M. Olivier Henno, pour la branche famille. - La question centrale est celle du pilotage de notre système de solidarité. Notre pays est parmi ceux qui dépensent le plus pour leur politique familiale : 2,2 % du PIB en 2021, quand d'autres pays européens n'y consacrent que 1,5 %. Nous dépensons de même 12,5 % de notre PIB pour notre système de santé : ce taux n'est que de 10 % dans la majorité des autres pays européens. De même, nous allouons 14 % de notre PIB aux retraites, quand nos voisins y consacrent moins de 12 %. La question des moyens n'est donc pas première. On ne peut pas parler de « désarmement » lorsque l'on dépense autant. Avant de dépenser plus, il faut commencer par dépenser mieux.

Le texte prévoit peu de mesures relatives à la mesure de la qualité dans la branche famille. La question majeure est celle de la régulation et de l'amélioration de la qualité. Concernant le congé de paternité, la Drees a mis en place une étude longue afin de suivre l'évolution des pratiques et des représentations paternelles au cours des trois premières années de l'enfant.

Madame Aeschlimann, les chiffres que vous citez sont ceux de 2021 et ne prennent donc pas pleinement en compte les effets de la réforme du congé de paternité. On note une amélioration, mais on se heurte au mur des mentalités. Les hommes au chômage sont davantage gênés de recourir au congé de paternité. Il est pourtant essentiel, comme le montre le livre de Victor Castanet, Les Ogres, de réformer nos systèmes de la petite enfance et des modes de garde. Là encore cela pose la question de la qualité, du pilotage et des modes d'organisation.

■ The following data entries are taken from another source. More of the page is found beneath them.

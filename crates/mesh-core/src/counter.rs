use std::sync::atomic::{AtomicU64, Ordering};
use std::sync::Arc;

/// Successful-request counter shared between every in-flight send and the
/// statistics aggregator. Monotonic for the process lifetime.
#[derive(Debug, Clone, Default)]
pub struct RequestCounter {
    sent: Arc<AtomicU64>,
}

impl RequestCounter {
    pub fn new() -> Self {
        Self::default()
    }

    /// Record one success and return the new total.
    pub fn increment(&self) -> u64 {
        self.sent.fetch_add(1, Ordering::Relaxed) + 1
    }

    pub fn get(&self) -> u64 {
        self.sent.load(Ordering::Relaxed)
    }
}

/// Source of request ids, owned by the dispatcher. Ids start at 1.
#[derive(Debug, Default)]
pub struct RequestIds {
    last: u64,
}

impl RequestIds {
    pub fn new() -> Self {
        Self::default()
    }

    pub fn next_id(&mut self) -> u64 {
        self.last += 1;
        self.last
    }

    pub fn issued(&self) -> u64 {
        self.last
    }
}
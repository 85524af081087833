//! Instance identity derived from the assigned pod name.
//!
//! Names follow `gc-ns-<X>-rs-<Y>-<suffix...>`, where `X` is the namespace
//! index and `Y` the deployment index on the simulation grid.

use std::fmt;
use thiserror::Error;

pub const NAME_PREFIX: &str = "gc";
pub const NAMESPACE_MARKER: &str = "ns";
pub const ROLE_MARKER: &str = "rs";

const MIN_TOKENS: usize = 6;

/// Position of an instance on the simulation grid. Both indices start at 1.
#[derive(Debug, Clone, Copy, PartialEq, Eq, Hash)]
pub struct GridCoord {
    pub namespace: u32,
    pub deployment: u32,
}

impl GridCoord {
    pub fn new(namespace: u32, deployment: u32) -> Self {
        Self {
            namespace,
            deployment,
        }
    }
}

impl fmt::Display for GridCoord {
    fn fmt(&self, f: &mut fmt::Formatter<'_>) -> fmt::Result {
        write!(f, "({}, {})", self.namespace, self.deployment)
    }
}

#[derive(Debug, Error, PartialEq, Eq)]
pub enum IdentityError {
    #[error("instance name '{name}' has {found} tokens, expected at least 6")]
    TooFewTokens { name: String, found: usize },

    #[error("instance name '{name}': expected '{expected}' at token {position}, found '{found}'")]
    WrongMarker {
        name: String,
        position: usize,
        expected: &'static str,
        found: String,
    },

    #[error("instance name '{name}': {field} index '{value}' is not a number")]
    NotNumeric {
        name: String,
        field: &'static str,
        value: String,
    },

    #[error("instance name '{name}': {field} index must be at least 1")]
    ZeroIndex { name: String, field: &'static str },
}

/// Immutable identity of this instance, resolved once at startup.
#[derive(Debug, Clone, PartialEq, Eq)]
pub struct NodeIdentity {
    coord: GridCoord,
    display_name: String,
}

impl NodeIdentity {
    pub fn resolve(name: &str) -> Result<Self, IdentityError> {
        let parts: Vec<&str> = name.split('-').collect();
        if parts.len() < MIN_TOKENS {
            return Err(IdentityError::TooFewTokens {
                name: name.to_string(),
                found: parts.len(),
            });
        }

        for (position, expected) in [(0, NAME_PREFIX), (1, NAMESPACE_MARKER), (3, ROLE_MARKER)] {
            if parts[position] != expected {
                return Err(IdentityError::WrongMarker {
                    name: name.to_string(),
                    position,
                    expected,
                    found: parts[position].to_string(),
                });
            }
        }

        let namespace = parse_index(name, "namespace", parts[2])?;
        let deployment = parse_index(name, "deployment", parts[4])?;

        Ok(Self {
            coord: GridCoord::new(namespace, deployment),
            display_name: name.to_string(),
        })
    }

    pub fn coord(&self) -> GridCoord {
        self.coord
    }

    pub fn namespace_index(&self) -> u32 {
        self.coord.namespace
    }

    pub fn deployment_index(&self) -> u32 {
        self.coord.deployment
    }

    pub fn display_name(&self) -> &str {
        &self.display_name
    }
}

impl fmt::Display for NodeIdentity {
    fn fmt(&self, f: &mut fmt::Formatter<'_>) -> fmt::Result {
        f.write_str(&self.display_name)
    }
}

fn parse_index(name: &str, field: &'static str, value: &str) -> Result<u32, IdentityError> {
    let index: u32 = value.parse().map_err(|_| IdentityError::NotNumeric {
        name: name.to_string(),
        field,
        value: value.to_string(),
    })?;
    if index == 0 {
        return Err(IdentityError::ZeroIndex {
            name: name.to_string(),
            field,
        });
    }
    Ok(index)
}

#[cfg(test)]
mod tests {
    use super::*;

    #[test]
    fn test_resolve_valid_names() {
        let id = NodeIdentity::resolve("gc-ns-1-rs-2-dkjdn").unwrap();
        assert_eq!(id.coord(), GridCoord::new(1, 2));
        assert_eq!(id.display_name(), "gc-ns-1-rs-2-dkjdn");

        // Deployment pods carry a replicaset hash and a pod hash
        let id = NodeIdentity::resolve("gc-ns-12-rs-40-7c9f8d6b5-x2kqz").unwrap();
        assert_eq!(id.namespace_index(), 12);
        assert_eq!(id.deployment_index(), 40);
    }

    #[test]
    fn test_resolve_round_trips_every_grid_position() {
        for x in 1..=7 {
            for y in 1..=9 {
                let name = format!("gc-ns-{x}-rs-{y}-abc12");
                let id = NodeIdentity::resolve(&name).unwrap();
                assert_eq!(id.coord(), GridCoord::new(x, y), "name: {name}");
            }
        }
    }

    #[test]
    fn test_resolve_rejects_too_few_tokens() {
        let err = NodeIdentity::resolve("gc-ns-1-rs-2").unwrap_err();
        assert_eq!(
            err,
            IdentityError::TooFewTokens {
                name: "gc-ns-1-rs-2".to_string(),
                found: 5
            }
        );
        assert!(NodeIdentity::resolve("").is_err());
    }

    #[test]
    fn test_resolve_rejects_wrong_markers() {
        assert!(matches!(
            NodeIdentity::resolve("xx-ns-1-rs-2-abc"),
            Err(IdentityError::WrongMarker { position: 0, .. })
        ));
        assert!(matches!(
            NodeIdentity::resolve("gc-namespace-1-rs-2-abc"),
            Err(IdentityError::WrongMarker { position: 1, .. })
        ));
        assert!(matches!(
            NodeIdentity::resolve("gc-ns-1-svc-2-abc"),
            Err(IdentityError::WrongMarker { position: 3, .. })
        ));
    }

    #[test]
    fn test_resolve_rejects_bad_indices() {
        assert!(matches!(
            NodeIdentity::resolve("gc-ns-one-rs-2-abc"),
            Err(IdentityError::NotNumeric {
                field: "namespace",
                ..
            })
        ));
        assert!(matches!(
            NodeIdentity::resolve("gc-ns-1-rs--3-abc"),
            Err(IdentityError::NotNumeric {
                field: "deployment",
                ..
            })
        ));
        assert!(matches!(
            NodeIdentity::resolve("gc-ns-0-rs-2-abc"),
            Err(IdentityError::ZeroIndex {
                field: "namespace",
                ..
            })
        ));
    }
}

Mme Chantal Deseyne, pour la branche autonomie. - Le financement de la branche autonomie constitue un véritable défi. Nous sommes confrontés à un mur du vieillissement. Même si les crédits de la branche devraient augmenter de 6 % en 2025, la trajectoire ne nous incite pas à l'optimisme, car elle aboutira vite à un déficit. Nous venons de publier, avec Solanges Nadille et Anne Souyris, un rapport d'information sur la situation des Ehpad. Nous proposons notamment de créer une seconde journée de solidarité, pour financer la branche autonomie, et de fusionner les sections soins et dépendance, afin d'améliorer l'efficience du système. Il s'agit de redorer le blason des Ehpad, après le scandale de l'affaire Orpea qui a suivi la parution du livre Les Fossoyeurs de Victor Castanet.

EXAMEN DES ARTICLES

Motion

La motion n°  1 est adoptée.

La commission décide de soumettre au Sénat une motion tendant à opposer la question préalable au projet de loi d'approbation des comptes de la sécurité sociale pour l'année 2023.